Here, we report the cloning and functional characterization of the Drosophila HDM gene Dmel\Kdm4A that is a homolog of the human JMJD2 family. We show that homologs for the three main human JHDM families, JHDM1, JHDM2 and JMJD2 (Klose et al., 2006; Tsukada et al., 2006), are each present in Drosophila and that each is expressed during the Drosophila lifecycle. Disruption of Dmel\Kdm4A in the fly results in a reduction in the male lifespan and a male-specific wing extension/twitching phenotype that occurs in response to the presence of other males, and is reminiscent of an inter male courtship phenotype involving the courtship song (Certel et al., 2007). Remarkably, certain genes associated with each of these phenotypes are significantly downregulated in response to Dmel\Kdm4A loss, most notably the longevity associated heat shock protein 22 (Hsp22) gene (Morrow et al., 2004) and the male sex-determination fruitless gene (Dickson, 2002; Dickson, 2008), in which mRNA levels in male flies is almost undetectable. Taken together, our results support an essential role for epigenetic regulator Dmel\Kdm4A in the transcriptional activation of genes required for lifespan control and male-specific sex-determination and courtship behavior.

MATERIALS AND METHODS

Identification of D. melanogaster histone demethylases, isolation of cDNA clones and DNA sequencing

BLAST searches were carried out using the BLAST algorithm at both FLYBASE (1999) and NCBI with sequences corresponding to either JHDM1B, JHDM2B and JHDM3/JMJD2A. Drosophila sequences were identified that displayed high homology to each of these sequences (CG11033 for Dmel\JHDM1, CG8165 for Dmel\JHDM2 and CG15835 for Dmel\Kdm4A). As we failed to identify a cDNA clone corresponding to Dmel\Kdm4A in the expressed sequence tag (EST) database at the time we began this work, we cloned a cDNA using RT-PCR. Total RNA was isolated from Canton S. D. melanogaster pupae or adult flies using TRIzol (Invitrogen) and treated twice with DNA-free™ (Ambion) to remove DNA. First strand cDNA was prepared using the SuperScript™ II reverse transcriptase kit (Invitrogen) according to the manufacture’s instructions with 1μg total RNA and 15 ng/μL of random hexamer primers (Roche). The full ORF for Dmel\Kdm4A was amplified by PCR using the forward primer, 5′-GAT ATAAAGCGGCCGCGCCATCATGTCCACGAGATCTTCATTCGCC3′ containing eight additional base pairs to aid in restriction enzyme digest (underlined), a NotI site (bold), followed by a KOZAC sequence (in italics), and sequence corresponding to the first 7 codons of Dmel\Kdm4A. The reverse strand primer, 5′-GCTCTAGATCATCATCAATCCTCGTCGTCAAGTGTGAG-3′ contained eight additional base pairs to aid in restriction digest, a XbaI site (bold), followed by two in frame stop codons (italics), and the last five codons of Dmel\Kdm4A. PCR reactions were carried out using Expand™ High Fidelity PCR System (Roche) according to the manufactures instructions using 400 nM of each forward and reverse primers. The cycling parameters were 30 cycles of 95° for 2 min, 55° for 1 min, and 72° for 3 min, using Mastercycler (Eppendorf). The correct sized PCR amplification products were cloned into the TOPO pCR2.1 vector (Invitrogen) according to the manufacture’s instructions. The entire insert DNA sequence for each of these constructs was determined by the University of Pennsylvania DNA Core Sequencing Facility, Philadelphia, PA.

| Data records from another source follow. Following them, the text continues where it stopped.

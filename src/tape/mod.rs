//! The dynamic engine: a tape of interval slots plus reverse-step
//! commands, replayed backwards to attribute each primary input's error
//! its exact first-order sensitivity in the output.

pub mod command;
pub mod engine;

pub use command::{Addr, Command, OpKind};
pub use engine::{Checkpoint, Tape};
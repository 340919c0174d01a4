//! Instrumented arithmetic: tracked values recording onto a shared tape,
//! and output sinks that resolve them to improved bounds.

pub mod proxy;
pub mod result;

pub use proxy::{new_tape, TapeHandle, Tracked};
pub use result::TrackedResult;
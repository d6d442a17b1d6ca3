//! Shell session: the prompt -> read -> dispatch -> respond loop.

use std::sync::Arc;

use embsh_types::error::Result;
use tokio::io::{AsyncWrite, AsyncWriteExt};

use crate::registry::CommandRegistry;
use crate::stream::StreamReader;

/// One attached shell instance bound to an input/output pair.
///
/// The session exclusively owns both endpoints. Dropping it (or cancelling
/// the task running [`Shell::run`]) releases them.
pub struct Shell<W> {
    registry: Arc<CommandRegistry>,
    input: StreamReader,
    output: W,
    prompt: String,
    welcome: Option<String>,
}

impl<W> Shell<W>
where
    W: AsyncWrite + Unpin,
{
    /// Bind a session to its endpoints.
    pub fn attach(
        registry: Arc<CommandRegistry>,
        input: StreamReader,
        output: W,
        prompt: impl Into<String>,
        welcome: Option<String>,
    ) -> Self {
        Self {
            registry,
            input,
            output,
            prompt: prompt.into(),
            welcome,
        }
    }

    /// Run until the input stream ends.
    ///
    /// End of stream is a normal exit. Blank lines re-prompt without a
    /// response. Only output failures are reported as errors.
    pub async fn run(mut self) -> Result<()> {
        log::debug!("shell session started");
        if let Some(welcome) = self.welcome.take() {
            self.output.write_all(welcome.as_bytes()).await?;
        }
        loop {
            self.output.write_all(self.prompt.as_bytes()).await?;
            self.output.flush().await?;

            let Some(raw) = self.input.read_line().await else {
                log::debug!("shell session input closed");
                return Ok(());
            };
            let text = String::from_utf8_lossy(&raw);
            let line = text.strip_suffix('\n').unwrap_or(&text);
            let line = line.strip_suffix('\r').unwrap_or(line);

            let response = self.registry.resolve(line);
            if !response.is_empty() {
                self.output.write_all(response.as_bytes()).await?;
            }
        }
    }
}
//! Telnet frontend for embsh.
//!
//! Each accepted connection gets its own shell session. Raw client bytes are
//! stripped of telnet commands and pushed through a line-editing bridge;
//! session output is written back with CR+LF line endings.

pub mod listener;
pub mod telnet;
//! Command trait, registry, and dispatch.
//!
//! A registry is built once when the shell is defined and shared read-only
//! between sessions. Lines are split on single spaces with no quoting: the
//! first token names the command, the rest are passed through as arguments.

use std::collections::HashMap;
use std::panic::{AssertUnwindSafe, catch_unwind};

use embsh_types::error::Result;

/// Trailer appended to the full help listing.
const HELP_TRAILER: &str = "\nhelp command for details about a command\n";

/// Doc text of the built-in `help` command.
const HELP_DOC: &str = "Show help\n\nhelp with no argument lists every command, help <command> shows its details";

/// A single executable command.
pub trait Command: Send + Sync {
    /// The command name (what the user types).
    fn name(&self) -> &str;

    /// Full documentation. The first line is the summary shown by `help`.
    /// An empty string marks the command as undocumented.
    fn description(&self) -> &str {
        ""
    }

    /// Run the command and return the text to send back to the client.
    fn execute(&self, args: &[&str]) -> Result<String>;
}

/// Adapter that lets plain functions and closures act as commands.
struct FnCommand<F> {
    name: String,
    doc: String,
    f: F,
}

impl<F> Command for FnCommand<F>
where
    F: Fn(&[&str]) -> Result<String> + Send + Sync,
{
    fn name(&self) -> &str {
        &self.name
    }
    fn description(&self) -> &str {
        &self.doc
    }
    fn execute(&self, args: &[&str]) -> Result<String> {
        (self.f)(args)
    }
}

enum Handler {
    /// Built-in listing; needs the registry itself, so it is intercepted.
    Help,
    Command(Box<dyn Command>),
}

struct Entry {
    name: String,
    doc: Option<String>,
    handler: Handler,
}

impl Entry {
    fn summary(&self) -> Option<&str> {
        self.doc.as_deref().and_then(|d| d.lines().next())
    }
}

/// Ordered name -> handler table with dispatch.
///
/// `help` is always present and listed first. Registering a name that
/// already exists replaces the handler in place, keeping its position.
pub struct CommandRegistry {
    entries: Vec<Entry>,
    index: HashMap<String, usize>,
}

impl CommandRegistry {
    /// Create a registry holding only the built-in `help`.
    pub fn new() -> Self {
        let mut reg = Self {
            entries: Vec::new(),
            index: HashMap::new(),
        };
        reg.insert(Entry {
            name: "help".to_string(),
            doc: Some(HELP_DOC.to_string()),
            handler: Handler::Help,
        });
        reg
    }

    /// Register a command. Replaces any existing command with the same name.
    pub fn register(&mut self, cmd: Box<dyn Command>) {
        let doc = clean_doc(cmd.description());
        self.insert(Entry {
            name: cmd.name().to_string(),
            doc,
            handler: Handler::Command(cmd),
        });
    }

    /// Register a function or closure under `name`.
    pub fn register_fn<F>(&mut self, name: &str, doc: &str, f: F)
    where
        F: Fn(&[&str]) -> Result<String> + Send + Sync + 'static,
    {
        self.register(Box::new(FnCommand {
            name: name.to_string(),
            doc: doc.to_string(),
            f,
        }));
    }

    fn insert(&mut self, entry: Entry) {
        match self.index.get(&entry.name) {
            Some(&pos) => self.entries[pos] = entry,
            None => {
                self.index.insert(entry.name.clone(), self.entries.len());
                self.entries.push(entry);
            },
        }
    }

    fn lookup(&self, name: &str) -> Option<&Entry> {
        self.index.get(name).map(|&pos| &self.entries[pos])
    }

    /// Whether `name` resolves to a command.
    pub fn contains(&self, name: &str) -> bool {
        self.index.contains_key(name)
    }

    /// Ordered `(name, summary)` pairs for completion and help.
    pub fn commands(&self) -> Vec<(&str, Option<&str>)> {
        self.entries
            .iter()
            .map(|e| (e.name.as_str(), e.summary()))
            .collect()
    }

    /// Resolve one input line and return the response text.
    ///
    /// A blank line produces an empty response. Unknown names produce
    /// `Command not found <name>` followed by the full help listing.
    pub fn resolve(&self, line: &str) -> String {
        if line.trim().is_empty() {
            return String::new();
        }
        let mut tokens = line.split(' ');
        let name = match tokens.next() {
            Some("?") => "help",
            Some(name) => name,
            None => return String::new(),
        };
        let args: Vec<&str> = tokens.collect();

        match self.lookup(name) {
            Some(entry) => self.invoke(entry, &args),
            None => self.not_found(name),
        }
    }

    fn invoke(&self, entry: &Entry, args: &[&str]) -> String {
        let cmd = match &entry.handler {
            Handler::Help => return self.help(args),
            Handler::Command(cmd) => cmd,
        };
        match catch_unwind(AssertUnwindSafe(|| cmd.execute(args))) {
            Ok(Ok(text)) => text,
            Ok(Err(e)) => {
                log::warn!("command {} failed: {e}", entry.name);
                format!("Error: {e}\n")
            },
            Err(_) => {
                log::warn!("command {} panicked", entry.name);
                format!("Error: command {} panicked\n", entry.name)
            },
        }
    }

    fn not_found(&self, name: &str) -> String {
        format!("Command not found {name}{}", self.help(&[]))
    }

    /// Built-in `help`.
    ///
    /// With no arguments, lists every command with its summary. With a
    /// known command name, shows that command's full documentation.
    pub fn help(&self, args: &[&str]) -> String {
        let Some(&topic) = args.first() else {
            let mut out = String::from("Help:\n");
            for entry in &self.entries {
                out.push_str(&entry.name);
                if let Some(summary) = entry.summary() {
                    out.push_str(": ");
                    out.push_str(summary);
                }
                out.push('\n');
            }
            out.push_str(HELP_TRAILER);
            return out;
        };
        match self.lookup(topic) {
            Some(entry) => match &entry.doc {
                Some(doc) => format!("{}: {doc}\n", entry.name),
                None => format!("{}\n", entry.name),
            },
            None => self.not_found(topic),
        }
    }
}

impl Default for CommandRegistry {
    fn default() -> Self {
        Self::new()
    }
}

/// Trim surrounding blank space; treat an empty doc as missing.
fn clean_doc(doc: &str) -> Option<String> {
    let doc = doc.trim();
    (!doc.is_empty()).then(|| doc.to_string())
}

#[cfg(test)]
mod tests {
    use super::*;
    use embsh_types::error::ShellError;

    const HELLO_DOC: &str =
        "Hello world\n\nThis command accept arguments: hello tutu will display tutu";

    fn hello(args: &[&str]) -> Result<String> {
        if args.is_empty() {
            Ok("world\n".to_string())
        } else {
            Ok(format!("{}\n", args.join(" ")))
        }
    }

    struct EchoCmd;
    impl Command for EchoCmd {
        fn name(&self) -> &str {
            "echo"
        }
        fn description(&self) -> &str {
            "Print arguments"
        }
        fn execute(&self, args: &[&str]) -> Result<String> {
            Ok(format!("{}\n", args.join(" ")))
        }
    }

    fn make_registry() -> CommandRegistry {
        let mut reg = CommandRegistry::new();
        reg.register_fn("hello", HELLO_DOC, hello);
        reg.register(Box::new(EchoCmd));
        reg.register_fn("quiet", "", |_args: &[&str]| Ok(String::new()));
        reg
    }

    #[test]
    fn test_hello_without_args() {
        assert_eq!(make_registry().resolve("hello"), "world\n");
    }

    #[test]
    fn test_hello_with_args() {
        assert_eq!(make_registry().resolve("hello tutu"), "tutu\n");
        assert_eq!(make_registry().resolve("hello a b"), "a b\n");
    }

    #[test]
    fn test_split_on_single_spaces() {
        // No whitespace collapsing: a double space yields an empty argument.
        assert_eq!(make_registry().resolve("echo  x"), " x\n");
    }

    #[test]
    fn test_no_quoting() {
        assert_eq!(make_registry().resolve("echo \"a b\""), "\"a b\"\n");
    }

    #[test]
    fn test_unknown_command() {
        let reg = make_registry();
        let out = reg.resolve("bogus");
        assert!(out.starts_with("Command not found bogus"));
        assert!(out.ends_with(&reg.help(&[])));
        assert_eq!(out, format!("Command not found bogus{}", reg.help(&[])));
    }

    #[test]
    fn test_unknown_command_with_args() {
        let out = make_registry().resolve("bogus 1 2");
        assert!(out.starts_with("Command not found bogus"));
    }

    #[test]
    fn test_help_listing_order_and_summaries() {
        let out = make_registry().help(&[]);
        assert_eq!(
            out,
            "Help:\nhelp: Show help\nhello: Hello world\necho: Print arguments\nquiet\n\nhelp command for details about a command\n"
        );
    }

    #[test]
    fn test_help_lists_each_command_once() {
        let reg = make_registry();
        let out = reg.help(&[]);
        for (name, _) in reg.commands() {
            let count = out.lines().filter(|l| l.split(':').next() == Some(name)).count();
            assert_eq!(count, 1, "{name} listed {count} times");
        }
    }

    #[test]
    fn test_help_single_command() {
        let reg = make_registry();
        assert_eq!(reg.help(&["hello"]), format!("hello: {HELLO_DOC}\n"));
        assert!(reg.resolve("help hello").contains(HELLO_DOC));
    }

    #[test]
    fn test_help_undocumented_command() {
        assert_eq!(make_registry().help(&["quiet"]), "quiet\n");
    }

    #[test]
    fn test_help_unknown_topic_falls_through() {
        let reg = make_registry();
        let out = reg.resolve("help nope");
        assert!(out.starts_with("Command not found nope"));
        assert!(out.contains("Help:\n"));
    }

    #[test]
    fn test_question_mark_alias() {
        let reg = make_registry();
        assert_eq!(reg.resolve("?"), reg.resolve("help"));
        assert_eq!(reg.resolve("? hello"), reg.resolve("help hello"));
    }

    #[test]
    fn test_empty_line_yields_nothing() {
        let reg = make_registry();
        assert_eq!(reg.resolve(""), "");
        assert_eq!(reg.resolve("   "), "");
    }

    #[test]
    fn test_duplicate_registration_last_wins() {
        let mut reg = make_registry();
        reg.register_fn("hello", "Replaced", |_args: &[&str]| {
            Ok("replaced\n".to_string())
        });
        assert_eq!(reg.resolve("hello"), "replaced\n");
        let names: Vec<&str> = reg.commands().iter().map(|(n, _)| *n).collect();
        assert_eq!(names, vec!["help", "hello", "echo", "quiet"]);
        assert_eq!(reg.commands()[1].1, Some("Replaced"));
    }

    #[test]
    fn test_commands_summaries() {
        let reg = make_registry();
        let cmds = reg.commands();
        assert_eq!(cmds[0], ("help", Some("Show help")));
        assert_eq!(cmds[1], ("hello", Some("Hello world")));
        assert_eq!(cmds[3], ("quiet", None));
        assert!(reg.contains("echo"));
        assert!(!reg.contains("run"));
    }

    #[test]
    fn test_handler_error_becomes_text() {
        let mut reg = CommandRegistry::new();
        reg.register_fn("fail", "Always fails", |_args: &[&str]| {
            Err(ShellError::Command("disk on fire".into()))
        });
        assert_eq!(reg.resolve("fail"), "Error: command error: disk on fire\n");
    }

    #[test]
    fn test_handler_panic_becomes_text() {
        let mut reg = CommandRegistry::new();
        reg.register_fn("boom", "Panics", |_args: &[&str]| panic!("kaboom"));
        assert_eq!(reg.resolve("boom"), "Error: command boom panicked\n");
        // Registry is still usable afterwards.
        assert!(reg.resolve("help").starts_with("Help:"));
    }

    #[test]
    fn test_override_help() {
        let mut reg = CommandRegistry::new();
        reg.register_fn("help", "Custom", |_args: &[&str]| Ok("custom\n".into()));
        assert_eq!(reg.resolve("?"), "custom\n");
    }
}
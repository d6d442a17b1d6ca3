//! Line-editing bridge between a raw byte transport and a shell session.
//!
//! Telnet clients in character mode send one keystroke at a time, in chunks
//! of any size. The bridge pushes each byte through its [`LineEditor`],
//! echoes the editor's rendering to the session output, and hands every
//! completed line to the session's input stream.

use embsh_types::error::Result;

use crate::line_editor::{EditResult, LineEditor};
use crate::output::OutputAdapter;
use crate::stream::StreamWriter;

/// Per-session adapter owning the editor state.
pub struct Bridge {
    editor: LineEditor,
    /// Session input; `None` once the client asked for end of input.
    input: Option<StreamWriter>,
    echo: OutputAdapter,
}

impl Bridge {
    pub fn new(editor: LineEditor, input: StreamWriter, echo: OutputAdapter) -> Self {
        Self {
            editor,
            input: Some(input),
            echo,
        }
    }

    pub fn editor(&self) -> &LineEditor {
        &self.editor
    }

    /// Whether the session input has been closed by the client.
    pub fn is_closed(&self) -> bool {
        self.input.is_none()
    }

    /// Feed a chunk of raw bytes, in order.
    ///
    /// Never suspends. Fails only when the session has gone away. The echo of
    /// a completed line and the redraw after it are queued before the line
    /// reaches the session.
    pub fn on_bytes_received(&mut self, data: &[u8]) -> Result<()> {
        for &byte in data {
            if self.input.is_none() {
                break;
            }
            self.editor.feed(byte);
            if self.editor.is_returning() {
                self.finish_line()?;
            }
        }
        self.flush_echo()
    }

    fn flush_echo(&mut self) -> Result<()> {
        let render = self.editor.take_render();
        if !render.is_empty() {
            self.echo.feed(&render)?;
        }
        Ok(())
    }

    fn finish_line(&mut self) -> Result<()> {
        let delivered = match self.editor.return_value() {
            Some(EditResult::Line(text)) => Some(format!("{text}\n")),
            // An abandoned line still gets a fresh prompt.
            Some(EditResult::Interrupt) => Some("\n".to_string()),
            Some(EditResult::Eof) | None => None,
        };

        self.editor.reset();
        self.editor.clear_buffer();
        self.editor.request_absolute_cursor_position();
        self.editor.redraw();
        self.flush_echo()?;

        match delivered {
            Some(line) => {
                if let Some(input) = &self.input {
                    input.feed(line)?;
                }
            },
            None => {
                log::debug!("client closed session input");
                self.input = None;
            },
        }
        Ok(())
    }

    /// Backpressure hook for writers; lines are never held back.
    pub async fn drain(&self) {}
}
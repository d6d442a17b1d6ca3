//! Command history and word completion for line editors.

use embsh_types::error::{Result, ShellError};

use crate::registry::CommandRegistry;

/// Maximum number of history entries to retain.
const MAX_HISTORY: usize = 100;

/// In-memory history of submitted lines, oldest first.
#[derive(Debug, Clone, Default)]
pub struct History {
    entries: Vec<String>,
}

impl History {
    pub fn new() -> Self {
        Self::default()
    }

    /// Record a submitted line.
    ///
    /// Blank lines and immediate repeats are not recorded.
    pub fn push(&mut self, line: &str) {
        if line.trim().is_empty() {
            return;
        }
        if self.entries.last().is_none_or(|last| last != line) {
            self.entries.push(line.to_string());
            if self.entries.len() > MAX_HISTORY {
                self.entries.remove(0);
            }
        }
    }

    pub fn len(&self) -> usize {
        self.entries.len()
    }

    pub fn is_empty(&self) -> bool {
        self.entries.is_empty()
    }

    pub fn get(&self, index: usize) -> Option<&str> {
        self.entries.get(index).map(String::as_str)
    }

    /// Expand `!!` (previous line) and `!n` (1-based entry).
    ///
    /// Any other input is returned unchanged.
    pub fn expand(&self, input: &str) -> Result<String> {
        if input == "!!" {
            return self
                .entries
                .last()
                .cloned()
                .ok_or_else(|| ShellError::Command("!!: no previous command".to_string()));
        }
        if let Some(n_str) = input.strip_prefix('!')
            && let Ok(n) = n_str.parse::<usize>()
        {
            if n == 0 || n > self.entries.len() {
                return Err(ShellError::Command(format!("!{n}: event not found")));
            }
            return Ok(self.entries[n - 1].clone());
        }
        Ok(input.to_string())
    }
}

/// Completes a word against a fixed, case-insensitive vocabulary.
#[derive(Debug, Clone, Default)]
pub struct WordCompleter {
    words: Vec<String>,
}

impl WordCompleter {
    pub fn new(words: impl IntoIterator<Item = impl Into<String>>) -> Self {
        Self {
            words: words.into_iter().map(Into::into).collect(),
        }
    }

    /// Vocabulary made of every command name in `registry`.
    pub fn from_registry(registry: &CommandRegistry) -> Self {
        Self::new(registry.commands().into_iter().map(|(name, _)| name))
    }

    /// Words starting with `prefix`, ignoring ASCII case, in vocabulary order.
    pub fn complete(&self, prefix: &str) -> Vec<&str> {
        let lower = prefix.to_ascii_lowercase();
        self.words
            .iter()
            .filter(|w| w.to_ascii_lowercase().starts_with(&lower))
            .map(String::as_str)
            .collect()
    }

    /// Longest extension of `prefix` shared by every candidate.
    ///
    /// Returns `None` when nothing matches.
    pub fn extend(&self, prefix: &str) -> Option<String> {
        let candidates = self.complete(prefix);
        let (first, rest) = candidates.split_first()?;
        let mut len = first.len();
        for other in rest {
            len = first
                .bytes()
                .zip(other.bytes())
                .take(len)
                .take_while(|(a, b)| a.eq_ignore_ascii_case(b))
                .count();
        }
        while !first.is_char_boundary(len) {
            len -= 1;
        }
        Some(first[..len].to_string())
    }
}
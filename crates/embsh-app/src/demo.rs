//! Commands registered by the demo shell.

use embsh_terminal::{Command, CommandRegistry};
use embsh_types::error::Result;

/// `hello [words...]`: greets, or echoes its arguments back.
struct Hello;

impl Command for Hello {
    fn name(&self) -> &str {
        "hello"
    }

    fn description(&self) -> &str {
        "Hello world\n\nThis command accept arguments: hello tutu will display tutu"
    }

    fn execute(&self, args: &[&str]) -> Result<String> {
        if args.is_empty() {
            Ok("world\n".to_string())
        } else {
            Ok(format!("{}\n", args.join(" ")))
        }
    }
}

pub fn demo_registry() -> CommandRegistry {
    let mut registry = CommandRegistry::new();
    registry.register(Box::new(Hello));
    log::debug!("demo registry: {} commands", registry.commands().len());
    registry
}

#[cfg(test)]
mod tests {
    use super::*;

    #[test]
    fn test_hello_without_args() {
        assert_eq!(demo_registry().resolve("hello"), "world\n");
    }

    #[test]
    fn test_hello_with_args() {
        let reg = demo_registry();
        assert_eq!(reg.resolve("hello tutu"), "tutu\n");
        assert_eq!(reg.resolve("hello a b"), "a b\n");
    }

    #[test]
    fn test_help_lists_hello_summary() {
        let listing = demo_registry().resolve("help");
        assert!(listing.contains("hello: Hello world\n"));
        assert!(!listing.contains("tutu"));
    }

    #[test]
    fn test_help_hello_full_doc() {
        let doc = demo_registry().resolve("? hello");
        assert!(doc.starts_with("hello: Hello world"));
        assert!(doc.contains("hello tutu will display tutu"));
    }
}
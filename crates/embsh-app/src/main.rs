//! embsh demo: a tiny command shell over telnet or the local terminal.

mod demo;

use std::path::PathBuf;
use std::sync::Arc;

use anyhow::{Context, Result};
use clap::Parser;
use embsh_net::listener::TelnetListener;
use embsh_terminal::run_stdin_shell;
use embsh_types::config::{ShellConfig, parse_config};

/// Embeddable command shell demo.
#[derive(Parser, Debug)]
#[command(name = "embsh", version, about)]
struct Cli {
    /// TOML configuration file
    #[arg(long)]
    config: Option<PathBuf>,

    /// Run on this terminal instead of serving telnet
    #[arg(long)]
    stdin: bool,

    /// Telnet port (overrides the configuration file)
    #[arg(long)]
    port: Option<u16>,
}

#[tokio::main]
async fn main() -> Result<()> {
    env_logger::Builder::from_env(env_logger::Env::default().default_filter_or("info")).init();

    let cli = Cli::parse();
    let config = load_config(&cli)?;
    let registry = Arc::new(demo::demo_registry());

    if cli.stdin {
        log::info!("Starting embsh on the local terminal");
        run_stdin_shell(registry, &config.shell).await?;
        log::info!("embsh shut down cleanly");
    } else {
        let listener = TelnetListener::bind(&config, registry)
            .await
            .with_context(|| format!("binding {}:{}", config.telnet.bind, config.telnet.port))?;
        listener.run().await?;
    }
    Ok(())
}

fn load_config(cli: &Cli) -> Result<ShellConfig> {
    let mut config = match &cli.config {
        Some(path) => {
            let text = std::fs::read_to_string(path)
                .with_context(|| format!("reading {}", path.display()))?;
            parse_config(&text)?
        },
        None => ShellConfig::default(),
    };
    if let Some(port) = cli.port {
        config.telnet.port = port;
    }
    Ok(config)
}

Semi-Quantitative RT-PCR of staged Drosophila RNA

Total RNA was isolated from staged Canton S. D. melanogaster (12-24h embryo, 1st instar larvae, 2nd instar larvae, 3rd instar larvae, pupae, and adult fly) using TRIzol (Invitrogen) and treated twice with DNA-free™ (Ambion) to remove DNA. First strand cDNA was prepared using the SuperScript™ II reverse transcriptase kit (Invitrogen) according to the manufacture’s instructions with 1μg total RNA and 15 ng/μL of random hexamer primers (Roche). Primer sets for Dmel\JHDM1 (forward primer: 5′-CGCGTGAAACAGGAGATAAAG3′, reverse primer: GCTGGTGGCAATCACACTAATAG3′) amplified a 464-bp fragment, Dmel\JHDM2 (forward primer: 5′-GTTTTCAGTGCATGACCAAG-3′, reverse primer: 5′GGCAACGAGCTCTAGTGATG-3′) amplified a 417-bp fragment and Dmel\Kdm4A (forward primer: 5′-GTTTCCAGCCAGAGCGATAC-3′, reverse primer: GACAGGGCAGTTCATTCCATAG3) amplified a 401-bp fragment and RP49 (forward primer: 5′-5′GCCCAGCATACAGGCCCAAG3′3′, reverse primer: 5′CGTTCTCTTGAGAACGCAGG3 3′) amplified a 402-bp fragment. All PCR reactions were carried out in triplicate in 40 μl total reaction volumes containing: 0.5 U Taq (Qiagen), 1 μl cDNA (from the RT reaction described above), 250 μM dNTPs (Amersham Pharmacia Biotech), and 10 μM each of forward and reverse primer. The PCR cycling conditions were: 34 cycles at 95° for 3 min , 55° for 1 min, and 72° for 1 min with a 7 min. extension after each cycle.

q PCR analysis

Total RNA was isolated from 21 day old male Dmel\Kdm4A P-supp and Dmel\Kdm4AREV flies using TRIzol (Invitrogen) and treated twice with DNA-free (Ambion) to remove DNA. cDNA was prepared using the SuperScript II reverse transcriptase kit (Invitrogen) according to the manufacturer’s instructions with 1 μg total RNA and 0.2μg/mL random hexamer primers (Roche Applied Science). PCR reactions were performed in a 20 μL reaction volume containing cDNA, 1× Power SYBR® Green PCR Master Mix (Applied Biosystems), and 10μM both forward and reverse primers (primer pairs available upon request). PCR was performed using an ABI 7500 Real-Time PCR system (Applied Biosystems) following the manufacturer’s instructions. Fold change in mRNA expression were determined by the ΔΔCt method (Livak and Schmittgen, 2001; Yuan et al., 2006).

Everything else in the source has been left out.